Travel Green Wisconsin is a voluntary program that reviews, certifies and recognizes tourism businesses and organizations that have made a commitment to reducing their environmental impact. Specifically, the program encourages participants to evaluate their operations, set goals and take specific actions towards environmental, social, and economic sustainability. The program is also designed to educate travelers to Wisconsin about sustainable tourism practices. It promotes smart business practices, giving the state’s tourism-related businesses and organizations a significant point of differentiation from their competitors, and supports the state’s overall tourism brand. Examples of the types of businesses that can participate include: accommodations, attractions, restaurants, shops, resorts, convention, centers, golf courses, campgrounds, marinas, tour operators/leaders, events/festivals, chambers and CVBs.
Travel Green Wisconsin actually has two separate web sites. The organization’s consumer web site provides lists of certified businesses in the above and related categories, certified events, a map of the certified business locations, FAQs, and future goals. The organization also has an industry site that details how to participate in the program and the benefits, as well as discussion forums.
October is Energy Awareness Month, so we turn to a trusted source for information on industrial energy efficiency for the site of the month. The Industrial Technologies Program (ITP) leads national efforts to improve industrial energy efficiency and environmental performance. ITP is part of the U.S. Department of Energy’s Office of Energy Efficiency and Renewable Energy and contributes to its efforts by partnering with U.S. industry in a coordinated program of research and development, validation, and dissemination of energy efficiency technologies and operating practices. In the Industrial Technology R&D section of the site, learn more about cost-shared support to R&D partnerships addressing key energy intensive industries (aluminum, chemical, forest products, glass, metal casting, mining, petroleum refining and steel) which account for a full 75% of industrial energy consumption and represent the largest opportunity to increase energy efficiency in the industrial sector. The Crosscutting Technologies section of the site deals with key technologies widely used in the energy intensive industries and improving efficiency in these processes. The Best Practices section includes information on plant assessments (such as the Save Energy Now program), software tools, training and publications.
Note that applications are currently being accepted for the Save Energy Now Assessments. Only manufacturing facilities in the United States and territories are eligible for a Save Energy Now energy assessment.
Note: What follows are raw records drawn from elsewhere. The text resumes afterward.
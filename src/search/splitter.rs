use std::future::Future;
use std::pin::Pin;

use tracing::{debug, info};

use super::probe::{probe_result_count, ResultCount};
use super::reader::read_all;
use super::region::{verify_balanced, PanStep, Point, Region, QUADRANT_PASS};
use super::stability::await_stable;
use super::view::{SearchView, ZoomDirection};
use crate::config::SearchConfig;
use crate::error::{Result, ScrapeError};
use crate::models::ItemIdSet;

type DiscoverFuture<'s> = Pin<Box<dyn Future<Output = Result<ItemIdSet>> + Send + 's>>;

/// Depth-first search over the map: regions the feed reports as too full are
/// split into quadrants by panning and zooming, small ones are read directly.
pub struct RegionSplitter<'a> {
    view: &'a mut dyn SearchView,
    config: &'a SearchConfig,
}

impl<'a> RegionSplitter<'a> {
    pub fn new(view: &'a mut dyn SearchView, config: &'a SearchConfig) -> Result<Self> {
        verify_balanced(&QUADRANT_PASS)?;
        Ok(Self { view, config })
    }

    /// Discover every item reachable from the view as it is right now.
    pub async fn discover_all(&mut self) -> Result<ItemIdSet> {
        await_stable(&mut *self.view, self.config).await?;
        let region = self.view.viewport().await?;
        info!(
            width = region.width,
            height = region.height,
            threshold = self.config.threshold,
            "Starting region search"
        );

        let ids = self.discover(region, 0).await?;
        info!(found = ids.len(), "Region search complete");
        Ok(ids)
    }

    /// Discover the items in `region`, leaving the view where it was found.
    pub fn discover(&mut self, region: Region, depth: u32) -> DiscoverFuture<'_> {
        Box::pin(async move {
            let count = probe_result_count(&mut *self.view).await?;

            if count == ResultCount::Zero {
                debug!(depth, zoom = region.zoom, "Empty region");
                return Ok(ItemIdSet::new());
            }

            if count.is_leaf(self.config.threshold) {
                let ids = read_all(&mut *self.view, &region, self.config).await?;
                info!(
                    depth,
                    zoom = region.zoom,
                    claimed = ?count,
                    found = ids.len(),
                    "Read leaf region"
                );
                return Ok(ids);
            }

            if depth >= self.config.max_depth {
                return Err(ScrapeError::DepthExceeded {
                    depth,
                    max_depth: self.config.max_depth,
                });
            }

            debug!(depth, zoom = region.zoom, claimed = ?count, "Subdividing region");
            let mut found = ItemIdSet::new();
            for step in QUADRANT_PASS {
                self.pan_by(&region, step).await?;
                if !step.visit {
                    continue;
                }

                self.view.zoom(ZoomDirection::In, 1).await?;
                await_stable(&mut *self.view, self.config).await?;

                let ids = self.discover(region.zoomed_in(), depth + 1).await?;
                found.extend(ids);

                self.view.zoom(ZoomDirection::Out, 1).await?;
                await_stable(&mut *self.view, self.config).await?;
            }
            Ok(found)
        })
    }

    async fn pan_by(&mut self, region: &Region, step: PanStep) -> Result<()> {
        let (dx, dy) = region.displacement(step);
        let from = self.find_anchor(region, dx, dy).await?;
        self.view.pan(from, from.offset(dx, dy)).await?;
        await_stable(&mut *self.view, self.config).await
    }

    /// Pick a press point for a drag of `(dx, dy)` that does not land on a
    /// marker, nudging it against the drag direction until one is free.
    async fn find_anchor(&mut self, region: &Region, dx: f64, dy: f64) -> Result<Point> {
        let start = region.center();
        let len = dx.hypot(dy);
        let (ux, uy) = if len > 0.0 { (-dx / len, -dy / len) } else { (0.0, 0.0) };
        let step = self.config.anchor_step_px;

        let mut attempts = 0;
        for nudge in 0..=self.config.anchor_retry_limit {
            let anchor = start.offset(ux * step * nudge as f64, uy * step * nudge as f64);
            if !region.contains(anchor) || !region.contains(anchor.offset(dx, dy)) {
                break;
            }

            attempts += 1;
            if !self.view.is_interactive_at(anchor).await? {
                if nudge > 0 {
                    debug!(nudge, x = anchor.x, y = anchor.y, "Moved drag anchor off a marker");
                }
                return Ok(anchor);
            }
        }

        Err(ScrapeError::AnchorUnavailable {
            x: start.x,
            y: start.y,
            attempts,
        })
    }
}
use chrono::NaiveDate;
use percent_encoding::{utf8_percent_encode, AsciiSet, CONTROLS};
use serde::{Deserialize, Serialize};

pub const AIRBNB_URL: &str = "https://www.airbnb.ca";

/// Bytes that cannot appear raw in a URL path segment
const PATH_SEGMENT: &AsciiSet = &CONTROLS
    .add(b' ')
    .add(b'"')
    .add(b'#')
    .add(b'%')
    .add(b'&')
    .add(b'/')
    .add(b'<')
    .add(b'>')
    .add(b'?')
    .add(b'`')
    .add(b'{')
    .add(b'}');

/// Where and when to search for stays
#[derive(Debug, Clone, Serialize, Deserialize)]
pub struct SearchParams {
    pub city: String,
    pub province: String,
    /// First night of the stay
    pub checkin: Option<NaiveDate>,
    /// Departure day
    pub checkout: Option<NaiveDate>,
}

impl SearchParams {
    pub fn new(city: impl Into<String>, province: impl Into<String>) -> Self {
        Self {
            city: city.into(),
            province: province.into(),
            checkin: None,
            checkout: None,
        }
    }

    pub fn with_dates(mut self, checkin: NaiveDate, checkout: NaiveDate) -> Self {
        self.checkin = Some(checkin);
        self.checkout = Some(checkout);
        self
    }

    /// Search results URL, e.g. `https://www.airbnb.ca/s/Calgary--AB/homes`
    pub fn search_url(&self) -> String {
        let mut url = format!(
            "{}/s/{}--{}/homes",
            AIRBNB_URL,
            path_segment(&self.city),
            path_segment(&self.province)
        );
        if let (Some(checkin), Some(checkout)) = (self.checkin, self.checkout) {
            url.push_str(&format!(
                "?checkin={}&checkout={}",
                checkin.format("%Y-%m-%d"),
                checkout.format("%Y-%m-%d")
            ));
        }
        url
    }
}

fn path_segment(s: &str) -> String {
    let dashed = s.split_whitespace().collect::<Vec<_>>().join("-");
    utf8_percent_encode(&dashed, PATH_SEGMENT).to_string()
}

pub fn room_url(id: &str) -> String {
    format!("{AIRBNB_URL}/rooms/{id}")
}

pub fn host_url(id: &str) -> String {
    format!("{AIRBNB_URL}/users/show/{id}")
}
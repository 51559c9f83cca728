use std::time::Duration;

use async_trait::async_trait;

use super::region::{Point, Region};
use crate::error::Result;

#[derive(Debug, Clone, Copy, PartialEq, Eq)]
pub enum ZoomDirection {
    In,
    Out,
}

/// A map-backed search page driven by one browser session.
///
/// Actions return once they are dispatched; callers wait for the view to
/// settle with [`super::stability::await_stable`] before reading from it.
#[async_trait]
pub trait SearchView: Send {
    /// Current on-screen rectangle of the map
    async fn viewport(&mut self) -> Result<Region>;

    /// Text of the result-count heading, if one is shown
    async fn result_heading(&mut self) -> Result<Option<String>>;

    /// Drag the map content from one point to another
    async fn pan(&mut self, from: Point, to: Point) -> Result<()>;

    async fn zoom(&mut self, direction: ZoomDirection, levels: u32) -> Result<()>;

    /// Whether a press at `point` would land on a map marker or control
    async fn is_interactive_at(&mut self, point: Point) -> Result<bool>;

    /// Detail-page links of the items on the current result page
    async fn visible_item_links(&mut self) -> Result<Vec<String>>;

    async fn has_next_page(&mut self) -> Result<bool>;

    async fn advance_page(&mut self) -> Result<()>;

    async fn return_to_first_page(&mut self) -> Result<()>;

    /// Wait for the "updating results" indicator to clear. `Ok(false)` on timeout.
    async fn wait_updating_cleared(&mut self, timeout: Duration) -> Result<bool>;

    /// Wait for a non-transient result heading. `Ok(false)` on timeout.
    async fn wait_heading_settled(&mut self, timeout: Duration) -> Result<bool>;
}
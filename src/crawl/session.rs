use std::time::Duration;

use async_trait::async_trait;

use crate::error::Result;

/// DOM and screenshot of a page, kept for post-mortem of a failed item
#[derive(Debug, Clone, Default)]
pub struct DebugCapture {
    pub html: String,
    pub screenshot: Option<Vec<u8>>,
}

/// One browser tab, owned by exactly one crawl worker
#[async_trait]
pub trait Session: Send {
    async fn navigate(&mut self, url: &str, timeout: Duration) -> Result<()>;

    /// Outer HTML of the currently loaded document
    async fn page_html(&mut self) -> Result<String>;

    async fn capture_debug(&mut self) -> Result<DebugCapture>;

    async fn close(self: Box<Self>) -> Result<()>;
}

/// Source of browser sessions. Failing to open one is fatal to a crawl.
#[async_trait]
pub trait SessionFactory: Send + Sync {
    async fn open_session(&self) -> Result<Box<dyn Session>>;
}
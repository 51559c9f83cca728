use tracing::{debug, warn};

use super::region::Region;
use super::stability::await_stable;
use super::view::SearchView;
use crate::config::SearchConfig;
use crate::error::{Result, ScrapeError};
use crate::models::{ItemId, ItemIdSet};

/// Collect the ids of every item listed for the current view, following
/// pagination to the end and then going back to the first page.
///
/// Links without a usable id are logged and skipped.
pub async fn read_all(
    view: &mut dyn SearchView,
    region: &Region,
    config: &SearchConfig,
) -> Result<ItemIdSet> {
    let mut ids = ItemIdSet::new();
    let mut pages: u32 = 1;

    loop {
        for link in view.visible_item_links().await? {
            match ItemId::from_url(&link) {
                Some(id) => {
                    ids.insert(id);
                }
                None => warn!(link = %link, page = pages, "Skipping listing without a usable id"),
            }
        }

        if !view.has_next_page().await? {
            break;
        }
        if pages >= config.max_pages {
            return Err(ScrapeError::PaginationRunaway { pages });
        }
        view.advance_page().await?;
        await_stable(view, config).await?;
        pages += 1;
    }

    if pages > 1 {
        view.return_to_first_page().await?;
        await_stable(view, config).await?;
    }

    debug!(
        zoom = region.zoom,
        pages,
        found = ids.len(),
        "Read all result pages"
    );
    Ok(ids)
}
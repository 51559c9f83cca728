use std::sync::Arc;
use std::thread;
use std::time::Duration;

use anyhow::Context;
use async_trait::async_trait;
use headless_chrome::browser::tab::point::Point as ScreenPoint;
use headless_chrome::protocol::cdp::{Input, Page};
use headless_chrome::{Browser, LaunchOptions, Tab};
use serde::Deserialize;
use serde_json::Value;
use tracing::{debug, info};

use super::types::SearchParams;
use crate::crawl::{DebugCapture, Session, SessionFactory};
use crate::error::{Result, ScrapeError};
use crate::search::{Point, Region, ResultCount, SearchView, ZoomDirection};

/// CSS hooks into the search page. These follow the site's markup and break with it.
mod selectors {
    pub const MAP: &str = "div[data-testid='map/GoogleMap']";
    pub const RESULT_HEADING: &str = "div[data-testid='stays-page-heading'] h1, h1[data-testid='stays-page-heading']";
    pub const UPDATING: &str = "div[data-testid='map/updating'], div[aria-busy='true'][data-testid='card-container']";
    pub const LISTING_LINKS: &str = "div[itemprop='itemListElement'] a[href*='/rooms/']";
    pub const NEXT_PAGE: &str = "nav[aria-label='Search results pagination'] a[aria-label='Next']";
    pub const PAGE_ONE: &str = "nav[aria-label='Search results pagination'] a[aria-label='1'], nav[aria-label='Search results pagination'] button[aria-label='1']";
    pub const ZOOM_IN: &str = "button[aria-label='Zoom in']";
    pub const ZOOM_OUT: &str = "button[aria-label='Zoom out']";
    pub const INTERACTIVE: &str = "button, a, [role='button'], [data-testid='map/markers/BasePillMarker']";
}

/// Pause between the button presses of a multi-level zoom
const ZOOM_STEP_DELAY: Duration = Duration::from_millis(400);
/// Mouse moves used to drag the map from one point to another
const DRAG_STEPS: u32 = 10;

/// Headless (or visible) Chrome instance that hands out tabs
pub struct ChromeBrowser {
    browser: Browser,
}

impl ChromeBrowser {
    pub fn launch(headless: bool) -> anyhow::Result<Self> {
        info!(headless, "Launching Chrome...");

        let options = LaunchOptions::default_builder()
            .headless(headless)
            .window_size(Some((1600, 1200)))
            .idle_browser_timeout(Duration::from_secs(600))
            .build()
            .context("Failed to build launch options")?;

        let browser = Browser::new(options).context("Failed to launch Chrome browser")?;

        Ok(Self { browser })
    }

    /// Open a tab on the search results for `params` and wait for it to load.
    pub async fn open_search(
        &self,
        params: &SearchParams,
        poll_interval: Duration,
        timeout: Duration,
    ) -> Result<ChromeSearchView> {
        let tab = self.new_tab().await?;
        let url = params.search_url();
        info!(url = %url, "Opening search page");

        blocking(&tab, move |tab| {
            tab.set_default_timeout(timeout);
            tab.navigate_to(&url)?;
            tab.wait_until_navigated()?;
            Ok(())
        })
        .await?;

        Ok(ChromeSearchView { tab, poll_interval })
    }

    async fn new_tab(&self) -> Result<Arc<Tab>> {
        let browser = self.browser.clone();
        tokio::task::spawn_blocking(move || browser.new_tab())
            .await
            .map_err(|e| ScrapeError::SessionUnavailable(e.to_string()))?
            .map_err(|e| ScrapeError::SessionUnavailable(format!("{e:#}")))
    }
}

#[async_trait]
impl SessionFactory for ChromeBrowser {
    async fn open_session(&self) -> Result<Box<dyn Session>> {
        let tab = self.new_tab().await?;
        Ok(Box::new(ChromeSession { tab }))
    }
}

/// Run a blocking headless_chrome call off the async runtime.
async fn blocking<T, F>(tab: &Arc<Tab>, f: F) -> Result<T>
where
    T: Send + 'static,
    F: FnOnce(&Tab) -> anyhow::Result<T> + Send + 'static,
{
    let tab = Arc::clone(tab);
    tokio::task::spawn_blocking(move || f(&tab))
        .await
        .map_err(|e| ScrapeError::Browser(e.to_string()))?
        .map_err(ScrapeError::browser)
}

/// Evaluate `js` and return its JSON result, `Null` when it produced nothing.
async fn evaluate(tab: &Arc<Tab>, js: String) -> Result<Value> {
    blocking(tab, move |tab| {
        let result = tab.evaluate(&js, false)?;
        Ok(result.value.unwrap_or(Value::Null))
    })
    .await
}

async fn outer_html(tab: &Arc<Tab>) -> Result<String> {
    let value = evaluate(tab, "document.documentElement.outerHTML".to_string()).await?;
    value
        .as_str()
        .map(str::to_string)
        .ok_or_else(|| ScrapeError::MissingElement("document HTML".to_string()))
}

/// Press or release the left mouse button at `point`. The tab only exposes whole clicks.
fn left_button(tab: &Tab, kind: Input::DispatchMouseEventTypeOption, point: ScreenPoint) -> anyhow::Result<()> {
    tab.call_method(Input::DispatchMouseEvent {
        Type: kind,
        x: point.x,
        y: point.y,
        button: Some(Input::MouseButton::Left),
        click_count: Some(1),
        modifiers: None,
        timestamp: None,
        buttons: None,
        force: None,
        tangential_pressure: None,
        tilt_x: None,
        tilt_y: None,
        twist: None,
        delta_x: None,
        delta_y: None,
        pointer_Type: None,
    })?;
    Ok(())
}

fn js_string(s: &str) -> String {
    Value::String(s.to_string()).to_string()
}

pub struct ChromeSession {
    tab: Arc<Tab>,
}

#[async_trait]
impl Session for ChromeSession {
    async fn navigate(&mut self, url: &str, timeout: Duration) -> Result<()> {
        let url = url.to_string();
        blocking(&self.tab, move |tab| {
            tab.set_default_timeout(timeout);
            tab.navigate_to(&url)?;
            tab.wait_until_navigated()?;
            Ok(())
        })
        .await
    }

    async fn page_html(&mut self) -> Result<String> {
        outer_html(&self.tab).await
    }

    async fn capture_debug(&mut self) -> Result<DebugCapture> {
        let html = outer_html(&self.tab).await?;
        let screenshot = blocking(&self.tab, |tab| {
            tab.capture_screenshot(Page::CaptureScreenshotFormatOption::Png, None, None, true)
        })
        .await?;
        Ok(DebugCapture {
            html,
            screenshot: Some(screenshot),
        })
    }

    async fn close(self: Box<Self>) -> Result<()> {
        blocking(&self.tab, |tab| tab.close(true).map(|_| ())).await
    }
}

#[derive(Debug, Deserialize)]
struct Rect {
    x: f64,
    y: f64,
    width: f64,
    height: f64,
}

/// The search results page of one tab, with its map
pub struct ChromeSearchView {
    tab: Arc<Tab>,
    poll_interval: Duration,
}

impl ChromeSearchView {
    async fn click(&self, css: &'static str) -> Result<()> {
        blocking(&self.tab, move |tab| {
            tab.find_element(css)?.click()?;
            Ok(())
        })
        .await
    }

    /// Poll `js` until it evaluates to `true`; `Ok(false)` once `timeout` passes.
    async fn poll_until(&self, js: String, timeout: Duration) -> Result<bool> {
        let deadline = tokio::time::Instant::now() + timeout;
        loop {
            if evaluate(&self.tab, js.clone()).await? == Value::Bool(true) {
                return Ok(true);
            }
            if tokio::time::Instant::now() >= deadline {
                return Ok(false);
            }
            tokio::time::sleep(self.poll_interval).await;
        }
    }

    pub async fn close(self) -> Result<()> {
        blocking(&self.tab, |tab| tab.close(true).map(|_| ())).await
    }
}

#[async_trait]
impl SearchView for ChromeSearchView {
    async fn viewport(&mut self) -> Result<Region> {
        let js = format!(
            "(() => {{ const m = document.querySelector({}); \
             return m ? JSON.stringify(m.getBoundingClientRect()) : null; }})()",
            js_string(selectors::MAP)
        );
        let value = evaluate(&self.tab, js).await?;
        let json = value
            .as_str()
            .ok_or_else(|| ScrapeError::MissingElement("search map".to_string()))?;
        let rect: Rect = serde_json::from_str(json).map_err(ScrapeError::browser)?;
        Region::new(rect.x, rect.y, rect.width, rect.height, 0)
    }

    async fn result_heading(&mut self) -> Result<Option<String>> {
        let js = format!(
            "(() => {{ const h = document.querySelector({}); return h ? h.innerText : null; }})()",
            js_string(selectors::RESULT_HEADING)
        );
        Ok(evaluate(&self.tab, js).await?.as_str().map(str::to_string))
    }

    async fn pan(&mut self, from: Point, to: Point) -> Result<()> {
        debug!(from_x = from.x, from_y = from.y, to_x = to.x, to_y = to.y, "Dragging map");
        blocking(&self.tab, move |tab| {
            let start = ScreenPoint { x: from.x, y: from.y };
            tab.move_mouse_to_point(start)?;
            left_button(tab, Input::DispatchMouseEventTypeOption::MousePressed, start)?;
            for step in 1..=DRAG_STEPS {
                let t = f64::from(step) / f64::from(DRAG_STEPS);
                tab.move_mouse_to_point(ScreenPoint {
                    x: from.x + (to.x - from.x) * t,
                    y: from.y + (to.y - from.y) * t,
                })?;
            }
            let end = ScreenPoint { x: to.x, y: to.y };
            left_button(tab, Input::DispatchMouseEventTypeOption::MouseReleased, end)?;
            Ok(())
        })
        .await
    }

    async fn zoom(&mut self, direction: ZoomDirection, levels: u32) -> Result<()> {
        let css = match direction {
            ZoomDirection::In => selectors::ZOOM_IN,
            ZoomDirection::Out => selectors::ZOOM_OUT,
        };
        blocking(&self.tab, move |tab| {
            for level in 0..levels {
                if level > 0 {
                    thread::sleep(ZOOM_STEP_DELAY);
                }
                tab.find_element(css)?.click()?;
            }
            Ok(())
        })
        .await
    }

    async fn is_interactive_at(&mut self, point: Point) -> Result<bool> {
        let js = format!(
            "(() => {{ const e = document.elementFromPoint({}, {}); \
             return !!(e && e.closest({})); }})()",
            point.x,
            point.y,
            js_string(selectors::INTERACTIVE)
        );
        Ok(evaluate(&self.tab, js).await? == Value::Bool(true))
    }

    async fn visible_item_links(&mut self) -> Result<Vec<String>> {
        let js = format!(
            "JSON.stringify(Array.from(document.querySelectorAll({})).map(a => a.href))",
            js_string(selectors::LISTING_LINKS)
        );
        let value = evaluate(&self.tab, js).await?;
        let json = value.as_str().unwrap_or("[]");
        serde_json::from_str(json).map_err(ScrapeError::browser)
    }

    async fn has_next_page(&mut self) -> Result<bool> {
        let js = format!(
            "(() => {{ const n = document.querySelector({}); \
             return !!n && n.getAttribute('aria-disabled') !== 'true'; }})()",
            js_string(selectors::NEXT_PAGE)
        );
        Ok(evaluate(&self.tab, js).await? == Value::Bool(true))
    }

    async fn advance_page(&mut self) -> Result<()> {
        self.click(selectors::NEXT_PAGE).await
    }

    async fn return_to_first_page(&mut self) -> Result<()> {
        let js = format!(
            "(() => {{ const p = document.querySelector({}); if (!p) return false; p.click(); return true; }})()",
            js_string(selectors::PAGE_ONE)
        );
        if evaluate(&self.tab, js).await? != Value::Bool(true) {
            return Err(ScrapeError::MissingElement("first results page link".to_string()));
        }
        Ok(())
    }

    async fn wait_updating_cleared(&mut self, timeout: Duration) -> Result<bool> {
        let js = format!("document.querySelector({}) === null", js_string(selectors::UPDATING));
        self.poll_until(js, timeout).await
    }

    async fn wait_heading_settled(&mut self, timeout: Duration) -> Result<bool> {
        let deadline = tokio::time::Instant::now() + timeout;
        loop {
            if let Some(heading) = self.result_heading().await? {
                if ResultCount::parse(&heading).is_some() {
                    return Ok(true);
                }
            }
            if tokio::time::Instant::now() >= deadline {
                return Ok(false);
            }
            tokio::time::sleep(self.poll_interval).await;
        }
    }
}
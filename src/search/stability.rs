use tracing::debug;

use super::view::SearchView;
use crate::config::SearchConfig;
use crate::error::{Result, ScrapeError};

/// Block until the view has finished reacting to a pan, zoom or page change.
///
/// The "updating" indicator and the result heading race each other: the
/// indicator can clear before it was ever observed, or linger after the
/// heading already shows the new count. A timeout on the indicator is
/// therefore accepted; the heading wait is not.
pub async fn await_stable(view: &mut dyn SearchView, config: &SearchConfig) -> Result<()> {
    if !view.wait_updating_cleared(config.updating_timeout).await? {
        debug!(
            timeout = ?config.updating_timeout,
            "Updating indicator did not clear, relying on result heading"
        );
    }

    if !view.wait_heading_settled(config.heading_timeout).await? {
        return Err(ScrapeError::Timeout {
            what: "result count heading".to_string(),
            timeout: config.heading_timeout,
        });
    }
    Ok(())
}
To be considered for an assessment, applicants must complete and submit the online application form. All assessments will be completed by December 31, 2008. Applications will be selected based on overall energy consumption.
The United States Business Council for Sustainable Development (US BCSD) is a non-profit association of businesses whose purpose is to deliver highly focused, collaborative projects that help its members and partners demonstrate leadership in the United States on sustainable development and realize business value. US BCSD leverages member participation and partner support to serve five platforms of activity — By-product Synergy, Ecosystem Services, Value and Supply Chain, Energy and Climate Change, and Water Resource Management. In addition to information on each of these activity areas, the US BCSD web site includes member/partner profiles, information on joining the council, and a list of upcoming events.